Given data:
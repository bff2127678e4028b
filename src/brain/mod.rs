// Brain — the coordination engine.
//
// The coordinator composes four agents over the injected bus/store/eventdb
// clients: tickets gate concurrent writes per analyzer, the worker agent
// owns the canonical analyzer/worker records, the event agent drains and
// persists worker events, and the contract validates API traffic.

pub mod contract;
pub mod coordinator;
pub mod event_agent;
pub mod ticket;
pub mod worker_agent;

pub use contract::{ApiContract, ContractError};
pub use coordinator::Brain;
pub use event_agent::EventAgent;
pub use ticket::TicketAgent;
pub use worker_agent::{WorkerAgent, WorkerSelector};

The problem: All the entries should be written out again precisely.

Response area:
repository bff2127678e4028b
filename src/brain/mod.rs
// Brain — the coordination engine.
//
// The coordinator composes four agents over the injected bus/store/eventdb
// clients: tickets gate concurrent writes per analyzer, the worker agent
// owns the canonical analyzer/worker records, the event agent drains and
// persists worker events, and the contract validates API traffic.

pub mod contract;
pub mod coordinator;
pub mod event_agent;
pub mod ticket;
pub mod worker_agent;

pub use contract::{ApiContract, ContractError};
pub use coordinator::Brain;
pub use event_agent::EventAgent;
pub use ticket::TicketAgent;
pub use worker_agent::{WorkerAgent, WorkerSelector};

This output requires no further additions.